Pour un système socialisé du crédit, par Frederic Lordon

La sécurité des encaisses monétaires est un bien public vital (qu’on ne confie pas à des intérêts privés)

On fera remarquer que cet argument inscrit la nationalisation dans la particularité d’une situation conjoncturelle, par nature transitoire, et qu’il ne saurait lui donner les justifications d’une disposition permanente. Or ces justifications existent, elles sont fournies comme jamais par la crise financière elle-même. Contre la puissance des effets d’amnésie il faut en effet se souvenir de ces semaines de septembre-octobre 2008 au cours desquelles la possibilité de l’effondrement total des institutions bancaires et financières des principaux capitalismes est restée comme suspendue. Qu’un hebdomadaire aussi peu suspect de complaisances altermondialistes que The Economist titre à sa une « Le monde au bord du gouffre » devrait en dire assez long sur l’état de péril extrême où les dérèglements de la finance ont porté les sociétés. « Les sociétés » en effet et pas seulement « les économies » car la matérialisation d’un risque systémique géant signifie l’évaporation instantanée de tous les avoirs et encaisses monétaires… pour tout le monde. C’est l’événement maximal en économie et, précisément parce qu’il est maximal, il cesse ipso facto d’être exclusivement économique puisque il a pour effet de plonger toute la société dans un chaos violent au moment où la totalité des agents, entreprises mais surtout ménages, se retrouvent privés absolument des moyens de faire face aux exigences élémentaires de leur survie matérielle dans une économie monétaire à travail divisé. C’est une situation tellement exceptionnelle qu’aucun effort d’imagination n’est suffisant pour se la figurer adéquatement et pour se représenter l’état de destruction sociale qui en résulterait. À défaut, au moins a-t-elle la vertu de faire mieux voir ce que la routine des temps ordinaires rejette dans un parfait oubli, à savoir que la sûreté des encaisses n’est pas à proprement parler une donnée de nature économique : elle est un pré-requis à toute activité économique possible ; en termes savants (ou pédants) on pourrait dire qu’elle est le transcendantal de l’économie, c’est-à-dire sa condition de possibilité même.

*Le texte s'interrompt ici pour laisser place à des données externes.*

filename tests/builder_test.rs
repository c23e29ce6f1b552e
//! Tests for balanced tree construction

use baltree::{build_tree, util::testing};
use rstest::rstest;

#[ctor::ctor]
fn init() {
    testing::init_test_setup();
}

#[test]
fn given_empty_input_when_building_then_yields_no_tree() {
    assert!(build_tree(&[]).is_none());
}

#[test]
fn given_single_value_when_building_then_yields_leaf_with_depth_one() {
    let tree = build_tree(&[5]).unwrap();

    assert!(tree.is_leaf());
    assert_eq!(tree.depth(), 1);
    assert_eq!(tree.inorder().collect::<Vec<_>>(), vec![5]);
}

#[rstest]
#[case(&[1], 1)]
#[case(&[1, 2], 2)]
#[case(&[1, 2, 3], 2)]
#[case(&[1, 2, 3, 4], 3)]
#[case(&[1, 2, 3, 4, 5, 6, 7], 3)]
#[case(&[1, 2, 3, 4, 5, 6, 7, 8], 4)]
fn given_sorted_input_when_building_then_depth_is_log_bound(
    #[case] values: &[i64],
    #[case] expected_depth: usize,
) {
    // For a balanced tree, depth == ceil(log2(n + 1))
    let tree = build_tree(values).unwrap();
    assert_eq!(tree.depth(), expected_depth);
}

#[rstest]
#[case(&[42])]
#[case(&[1, 2, 3])]
#[case(&[-5, 0, 3, 7, 100])]
#[case(&[1, 2, 3, 4, 5, 6, 7, 8, 9, 10, 11, 12])]
fn given_sorted_input_when_building_then_node_count_matches_input_length(#[case] values: &[i64]) {
    let tree = build_tree(values).unwrap();
    assert_eq!(tree.node_count(), values.len());
}

#[test]
fn given_any_node_when_built_then_subtree_sizes_differ_by_at_most_one() {
    let tree = build_tree(&[1, 2, 3, 4, 5, 6, 7, 8, 9, 10]).unwrap();

    let mut stack = vec![tree.as_ref()];
    while let Some(node) = stack.pop() {
        let left_n = node.left.as_ref().map_or(0, |n| n.node_count());
        let right_n = node.right.as_ref().map_or(0, |n| n.node_count());
        assert!(
            left_n.abs_diff(right_n) <= 1,
            "node {} has subtree sizes {} and {}",
            node.value,
            left_n,
            right_n
        );
        stack.extend(node.left.as_deref());
        stack.extend(node.right.as_deref());
    }
}

#[test]
fn given_built_tree_when_walking_then_bst_ordering_holds() {
    let tree = build_tree(&[1, 3, 5, 7, 9]).unwrap();

    // Every left child is smaller, every right child is larger
    let mut stack = vec![tree.as_ref()];
    while let Some(node) = stack.pop() {
        if let Some(left) = node.left.as_deref() {
            assert!(left.value < node.value);
            stack.push(left);
        }
        if let Some(right) = node.right.as_deref() {
            assert!(right.value > node.value);
            stack.push(right);
        }
    }
}
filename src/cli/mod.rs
//! CLI layer: argument parsing and command dispatch

pub mod args;
pub mod commands;
pub mod error;
pub mod output;

pub use args::{Cli, Commands};
pub use error::{CliError, CliResult};
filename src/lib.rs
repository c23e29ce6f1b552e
//! Balanced binary search trees from sorted sequences.
//!
//! The core is [`TreeNode`], a recursive node owning its subtrees, together
//! with [`build_tree`], which turns a sorted ascending slice into a balanced
//! BST. Traversal is lazy via [`TreeNode::inorder`].

pub mod builder;
pub mod cli;
pub mod display;
pub mod exitcode;
pub mod node;
pub mod util;

pub use builder::build_tree;
pub use node::{Inorder, TreeNode};
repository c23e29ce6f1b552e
//! CLI argument definitions using clap

use clap::{Parser, Subcommand};
use clap_complete::Shell;

/// Balanced binary search trees from sorted sequences: build, measure, traverse
#[derive(Parser, Debug)]
#[command(name = "baltree")]
#[command(author, version, about, long_about = None)]
#[command(propagate_version = true)]
pub struct Cli {
    /// Enable debug logging, multiple occurrences increase verbosity
    #[arg(short, long, action = clap::ArgAction::Count, global = true)]
    pub debug: u8,

    /// Generate shell completions
    #[arg(long = "generate", value_enum)]
    pub generator: Option<Shell>,

    /// Print author and version
    #[arg(long)]
    pub info: bool,

    #[command(subcommand)]
    pub command: Option<Commands>,
}

#[derive(Subcommand, Debug)]
pub enum Commands {
    /// Build a tree and print its depth and in-order sequence
    Show {
        /// Sorted ascending values
        values: Vec<i64>,
    },

    /// Print the depth of the built tree
    Depth {
        /// Sorted ascending values
        values: Vec<i64>,
    },

    /// Print the in-order sequence of the built tree
    Inorder {
        /// Sorted ascending values
        values: Vec<i64>,
    },

    /// Render the built tree as an ASCII diagram
    Tree {
        /// Sorted ascending values
        values: Vec<i64>,
    },
}
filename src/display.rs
use termtree::Tree;

use crate::node::TreeNode;

pub trait TreeRender {
    fn to_tree_string(&self) -> Tree<String>;
}

impl TreeRender for TreeNode {
    fn to_tree_string(&self) -> Tree<String> {
        // The label is the node's Display form (value plus tags, if any)
        let root = self.to_string();

        let leaves: Vec<_> = [self.left.as_deref(), self.right.as_deref()]
            .into_iter()
            .flatten()
            .map(|child| child.to_tree_string())
            .collect();

        Tree::new(root).with_leaves(leaves)
    }
}

#[cfg(test)]
mod tests {
    use super::*;
    use crate::builder::build_tree;

    #[test]
    fn test_render_contains_all_values() {
        let tree = build_tree(&[1, 2, 3]).unwrap();
        let rendered = tree.to_tree_string().to_string();
        assert!(rendered.contains('1'));
        assert!(rendered.contains('2'));
        assert!(rendered.contains('3'));
        // Root line comes first
        assert!(rendered.starts_with('2'));
    }
}
//! CLI-level errors

use thiserror::Error;

/// CLI errors are the top-level error type.
/// These are what get displayed to the user.
#[derive(Error, Debug)]
pub enum CliError {
    #[error("{0}")]
    Usage(String),
}

/// Result type for CLI operations.
pub type CliResult<T> = Result<T, CliError>;

impl CliError {
    /// Get the appropriate exit code for this error.
    pub fn exit_code(&self) -> i32 {
        match self {
            CliError::Usage(_) => crate::exitcode::USAGE,
        }
    }
}
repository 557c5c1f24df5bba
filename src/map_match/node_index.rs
use geo::Point;
use log::debug;
use rstar::primitives::GeomWithData;
use rstar::RTree;
use serde::{Deserialize, Serialize};

use crate::error::{require_finite_point, require_non_negative, Result, ScoringError};
use crate::types::{Way, WayId};

/// Way vertex position tagged with (way slot, vertex index)
type IndexedNode = GeomWithData<[f64; 2], (usize, usize)>;

/// Vertices of one way that fall inside the search radius
#[derive(Clone, Debug, PartialEq, Eq, Serialize, Deserialize)]
pub struct NodesWithinRadius {
    pub osm_id: WayId,
    pub indices: Vec<usize>,
}

/// R-Tree over every vertex of a candidate way set
///
/// # Architecture
/// - One entry per vertex, tagged with its way's position in the input
///   slice and its index along the way
/// - Radius queries return one [`NodesWithinRadius`] per way, in input
///   order, even when a way has no vertex in range
///
/// # Usage
/// ```
/// use geo::Point;
/// use map_match_scoring::map_match::WayNodeIndex;
/// use map_match_scoring::types::Way;
///
/// let ways = vec![Way::from_xy(1, &[(0.0, 0.0), (10.0, 0.0), (100.0, 0.0)])];
/// let index = WayNodeIndex::from_ways(&ways).unwrap();
///
/// let nodes = index.within_radius(Point::new(0.0, 0.0), 50.0).unwrap();
/// assert_eq!(nodes[0].indices, vec![0, 1]);
/// ```
pub struct WayNodeIndex {
    tree: RTree<IndexedNode>,
    way_ids: Vec<WayId>,
}

impl WayNodeIndex {
    /// Index every vertex of `ways`
    pub fn from_ways(ways: &[Way]) -> Result<Self> {
        let mut nodes = Vec::with_capacity(ways.iter().map(Way::len).sum());

        for (slot, way) in ways.iter().enumerate() {
            if let Some(index) = way.first_non_finite() {
                return Err(ScoringError::NonFiniteCoordinate {
                    osm_id: way.osm_id,
                    index,
                });
            }
            nodes.extend(
                way.points
                    .iter()
                    .enumerate()
                    .map(|(i, p)| IndexedNode::new([p.x(), p.y()], (slot, i))),
            );
        }

        Ok(WayNodeIndex {
            tree: RTree::bulk_load(nodes),
            way_ids: ways.iter().map(|way| way.osm_id).collect(),
        })
    }

    /// Total vertices in tree
    pub fn node_count(&self) -> usize {
        self.tree.size()
    }

    pub fn way_count(&self) -> usize {
        self.way_ids.len()
    }

    /// Vertices within `radius` (inclusive) of `base_point`, grouped per way.
    ///
    /// Indices within each group are ascending.
    pub fn within_radius(
        &self,
        base_point: Point<f64>,
        radius: f64,
    ) -> Result<Vec<NodesWithinRadius>> {
        let base_point = require_finite_point("base_point", base_point)?;
        let radius = require_non_negative("radius", radius)?;

        let mut results: Vec<NodesWithinRadius> = self
            .way_ids
            .iter()
            .map(|&osm_id| NodesWithinRadius {
                osm_id,
                indices: Vec::new(),
            })
            .collect();

        for node in self
            .tree
            .locate_within_distance([base_point.x(), base_point.y()], radius * radius)
        {
            let (slot, index) = node.data;
            results[slot].indices.push(index);
        }

        for nodes in &mut results {
            nodes.indices.sort_unstable();
        }

        let hits: usize = results.iter().map(|n| n.indices.len()).sum();
        if hits == 0 {
            debug!(
                "No way nodes within {}m of ({}, {})",
                radius,
                base_point.x(),
                base_point.y()
            );
        }

        Ok(results)
    }
}

/// One-shot radius pre-filter over `ways`
pub fn indices_of_nodes_within_radius(
    base_point: Point<f64>,
    ways: &[Way],
    radius: f64,
) -> Result<Vec<NodesWithinRadius>> {
    WayNodeIndex::from_ways(ways)?.within_radius(base_point, radius)
}
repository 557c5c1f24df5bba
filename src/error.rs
use geo::Point;

use crate::types::WayId;

/// Errors raised by the scoring layer.
///
/// All of these indicate malformed input or configuration and are not
/// retryable. None of them is ever folded into a zero score.
#[derive(Debug, Clone, PartialEq, thiserror::Error)]
pub enum ScoringError {
    #[error("way {osm_id} has no points")]
    EmptyWay { osm_id: WayId },

    #[error("way {osm_id} has a non-finite coordinate at index {index}")]
    NonFiniteCoordinate { osm_id: WayId, index: usize },

    #[error("{set} segment {index} has a non-finite endpoint")]
    NonFiniteSegment { set: &'static str, index: usize },

    #[error("point index {index} out of bounds for way with {len} points")]
    IndexOutOfBounds { index: usize, len: usize },

    #[error("invalid parameter {name} = {value}: {reason}")]
    InvalidParameter {
        name: &'static str,
        value: f64,
        reason: &'static str,
    },

    #[error("way {osm_id} is missing {feature}")]
    MissingFeature {
        osm_id: WayId,
        feature: &'static str,
    },

    #[error("way {osm_id}: {feature} has {found} entries, expected {expected}")]
    LengthMismatch {
        osm_id: WayId,
        feature: &'static str,
        expected: usize,
        found: usize,
    },

    #[error("features belong to way {found}, expected way {expected}")]
    WayMismatch { expected: WayId, found: WayId },

    #[error("pseudo-inverse failed: {0}")]
    PseudoInverse(String),

    #[error("config error: {0}")]
    Config(String),
}

pub type Result<T> = std::result::Result<T, ScoringError>;

/// Reject NaN and infinite values
pub(crate) fn require_finite(name: &'static str, value: f64) -> Result<f64> {
    if value.is_finite() {
        Ok(value)
    } else {
        Err(ScoringError::InvalidParameter {
            name,
            value,
            reason: "must be finite",
        })
    }
}

pub(crate) fn require_finite_point(name: &'static str, point: Point<f64>) -> Result<Point<f64>> {
    require_finite(name, point.x())?;
    require_finite(name, point.y())?;
    Ok(point)
}

/// Reject NaN, infinite and non-positive values
pub(crate) fn require_positive(name: &'static str, value: f64) -> Result<f64> {
    require_finite(name, value)?;
    if value <= 0.0 {
        return Err(ScoringError::InvalidParameter {
            name,
            value,
            reason: "must be > 0",
        });
    }
    Ok(value)
}

/// Reject NaN, infinite and negative values
pub(crate) fn require_non_negative(name: &'static str, value: f64) -> Result<f64> {
    require_finite(name, value)?;
    if value < 0.0 {
        return Err(ScoringError::InvalidParameter {
            name,
            value,
            reason: "must be >= 0",
        });
    }
    Ok(value)
}
use geo::{EuclideanDistance, Line, Point};

/// Euclidean distance between two points
pub fn point_distance(p1: Point<f64>, p2: Point<f64>) -> f64 {
    p1.euclidean_distance(&p2)
}

/// Minimum Euclidean distance from `point` to the closed segment
///
/// # Algorithm
/// Projection parameter `t = (p - a) · (b - a) / |b - a|²`, clamped to
/// `[0, 1]`, so points projecting past either end measure to that endpoint.
/// Zero-length segments (including ones whose squared length underflows to
/// 0) fall back to `point_distance`.
pub fn point_to_segment_distance(segment: &Line<f64>, point: Point<f64>) -> f64 {
    let start = Point::from(segment.start);
    let dx = segment.dx();
    let dy = segment.dy();

    let segment_length_sq = dx * dx + dy * dy;
    if segment_length_sq == 0.0 {
        return point_distance(start, point);
    }

    let px = point.x() - start.x();
    let py = point.y() - start.y();

    let t = ((px * dx + py * dy) / segment_length_sq).clamp(0.0, 1.0);

    let closest = Point::new(start.x() + t * dx, start.y() + t * dy);
    point_distance(closest, point)
}

/// Closest approach between two segments, approximated by the four
/// endpoint-to-segment distances.
///
/// Segments that cross away from all four endpoints do not report 0 here.
pub fn segment_gap(s1: &Line<f64>, s2: &Line<f64>) -> f64 {
    let d1 = point_to_segment_distance(s1, s2.start_point());
    let d2 = point_to_segment_distance(s1, s2.end_point());
    let d3 = point_to_segment_distance(s2, s1.start_point());
    let d4 = point_to_segment_distance(s2, s1.end_point());
    d1.min(d2).min(d3).min(d4)
}
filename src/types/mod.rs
pub mod linalg;

pub use linalg::*;

use geo::{Line, Point};
use serde::{Deserialize, Serialize};

/// OSM identifier of a way
pub type WayId = i64;

/// Candidate road geometry returned by the road-network store
#[derive(Clone, Debug, PartialEq, Serialize, Deserialize)]
pub struct Way {
    pub osm_id: WayId,
    pub points: Vec<Point<f64>>,
}

impl Way {
    pub fn new(osm_id: WayId, points: Vec<Point<f64>>) -> Self {
        Way { osm_id, points }
    }

    /// Build a way from raw `(x, y)` pairs
    pub fn from_xy(osm_id: WayId, coords: &[(f64, f64)]) -> Self {
        let points = coords.iter().map(|&(x, y)| Point::new(x, y)).collect();
        Way { osm_id, points }
    }

    pub fn len(&self) -> usize {
        self.points.len()
    }

    pub fn is_empty(&self) -> bool {
        self.points.is_empty()
    }

    /// Index of the first vertex with a NaN or infinite coordinate
    pub fn first_non_finite(&self) -> Option<usize> {
        self.points
            .iter()
            .position(|p| !p.x().is_finite() || !p.y().is_finite())
    }

    /// Consecutive vertex pairs as directed segments
    pub fn segments(&self) -> impl Iterator<Item = Line<f64>> + '_ {
        self.points
            .windows(2)
            .map(|pair| Line::new(pair[0], pair[1]))
    }
}

/// A single GPS fix. Heading is in radians when the receiver reports one.
#[derive(Clone, Copy, Debug, PartialEq, Serialize, Deserialize)]
pub struct GpsObservation {
    pub point: Point<f64>,
    #[serde(default)]
    pub heading: Option<f64>,
}

impl GpsObservation {
    pub fn new(point: Point<f64>, heading: Option<f64>) -> Self {
        GpsObservation { point, heading }
    }
}

/// Candidate segment tagged with caller-defined origin identifiers.
///
/// `start` and `end` are typically vertex indices or way ids; scorers only
/// look at `segment` and never interpret the tags.
#[derive(Clone, Debug, PartialEq, Serialize, Deserialize)]
pub struct OriginSegment<S, E = S> {
    pub start: S,
    pub end: E,
    pub segment: Line<f64>,
}

impl<S, E> OriginSegment<S, E> {
    pub fn new(start: S, end: E, segment: Line<f64>) -> Self {
        OriginSegment {
            start,
            end,
            segment,
        }
    }
}

impl OriginSegment<usize> {
    /// Segments between consecutive vertices of `way`, tagged with vertex indices
    pub fn from_way(way: &Way) -> Vec<Self> {
        way.segments()
            .enumerate()
            .map(|(i, segment)| OriginSegment::new(i, i + 1, segment))
            .collect()
    }
}
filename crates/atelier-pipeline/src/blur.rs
//! Gaussian blur for card backdrops and drop shadows.
//!
//! Thin wrappers over [`imageproc::filter::gaussian_blur_f32`] that treat
//! a non-positive or non-finite sigma as "no blur" instead of panicking.

use image::GrayImage;

use crate::types::RgbaImage;

/// Blur a single-channel image (used for shadow masks).
#[must_use = "returns the blurred image"]
pub fn gaussian_blur(image: &GrayImage, sigma: f32) -> GrayImage {
    if sigma <= 0.0 || !sigma.is_finite() {
        return image.clone();
    }
    imageproc::filter::gaussian_blur_f32(image, sigma)
}

/// Blur every channel of an RGBA image, alpha included.
#[must_use = "returns the blurred RGBA image"]
pub fn gaussian_blur_rgba(image: &RgbaImage, sigma: f32) -> RgbaImage {
    if sigma <= 0.0 || !sigma.is_finite() {
        return image.clone();
    }
    imageproc::filter::gaussian_blur_f32(image, sigma)
}
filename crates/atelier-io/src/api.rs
//! HTTP client for the storefront API.

use atelier_pipeline::data_url;

use crate::config::Config;
use crate::source::{FetchError, ImageFetcher};
use crate::staging::{StagingBackend, StagingError, StagingRequest, interpret_response};

/// Talks to the staging endpoint and fetches remote images.
#[derive(Debug, Clone)]
pub struct ApiClient {
    http: reqwest::Client,
    stage_endpoint: String,
}

impl ApiClient {
    /// Build a client from `config` (timeout, resolved API base).
    ///
    /// # Errors
    ///
    /// Returns the underlying error if the TLS backend cannot be
    /// initialised.
    pub fn new(config: &Config) -> Result<Self, reqwest::Error> {
        let http = reqwest::Client::builder()
            .timeout(config.request_timeout())
            .user_agent(concat!("atelier/", env!("CARGO_PKG_VERSION")))
            .build()?;
        Ok(Self {
            http,
            stage_endpoint: config.stage_endpoint(),
        })
    }

    /// Where staging requests go.
    #[must_use]
    pub fn stage_endpoint(&self) -> &str {
        &self.stage_endpoint
    }
}

impl StagingBackend for ApiClient {
    async fn stage(&self, request: StagingRequest) -> Result<String, StagingError> {
        tracing::debug!(
            endpoint = %self.stage_endpoint,
            scene = %request.scene,
            image_bytes = request.image_data.len(),
            "sending staging request"
        );
        let response = self
            .http
            .post(&self.stage_endpoint)
            .json(&request)
            .send()
            .await?;
        let status = response.status().as_u16();
        let body = response.bytes().await?;
        let result = interpret_response(status, &body);
        match &result {
            Ok(url) => tracing::info!(status, data_url_len = url.len(), "staging endpoint answered"),
            Err(err) => tracing::warn!(status, %err, "staging endpoint refused"),
        }
        result
    }
}

impl ImageFetcher for ApiClient {
    async fn fetch_image(&self, url: &str) -> Result<Vec<u8>, FetchError> {
        if url.starts_with("data:") {
            return Ok(data_url::decode(url)?.bytes);
        }
        tracing::debug!(%url, "fetching image");
        let response = self.http.get(url).send().await?;
        if !response.status().is_success() {
            return Err(FetchError::Status {
                status: response.status().as_u16(),
                url: url.to_owned(),
            });
        }
        Ok(response.bytes().await?.to_vec())
    }
}

#[cfg(test)]
#[allow(clippy::unwrap_used)]
mod tests {
    use super::*;

    #[test]
    fn endpoint_comes_from_config() {
        let config = Config {
            api_base: "https://shop.example/api".into(),
            ..Config::default()
        };
        let client = ApiClient::new(&config).unwrap();
        assert_eq!(client.stage_endpoint(), "https://shop.example/api/ai/stage");
    }

    #[tokio::test]
    async fn data_urls_are_decoded_locally() {
        let client = ApiClient::new(&Config::default()).unwrap();
        let url = data_url::encode("image/png", b"abc");
        assert_eq!(client.fetch_image(&url).await.unwrap(), b"abc");
    }
}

Si donc on prend au sérieux que les dépôts, les épargnes et des possibilités minimales de crédit doivent être considérés comme des biens publics vitaux pour la société marchande, il s’en déduit qu’on n’en remet pas la garde à des intérêts privés, à plus forte raison quand ils sont aussi mal éclairés que des banques profondément engagées dans les activités de marchés financiers et sans cesse exposées à leurs tendances déséquilibrantes. Par une association d’idées bien fondée, on peut difficilement s’empêcher de songer à cet autre bien public vital pour la société qu’est la sûreté nucléaire et de ce qu’il pourrait en résulter qu’ils aient été « confiés » à des actionnaires privés, dirigés par l’unique critère de la rentabilité des capitaux propres. Et quand bien même l’évocation du risque qui découle de cette extraordinaire décision n’appelle qu’un simple conditionnel – « ce qui pourrait résulter » – c’est encore beaucoup trop quand il est question d’une question aussi grave.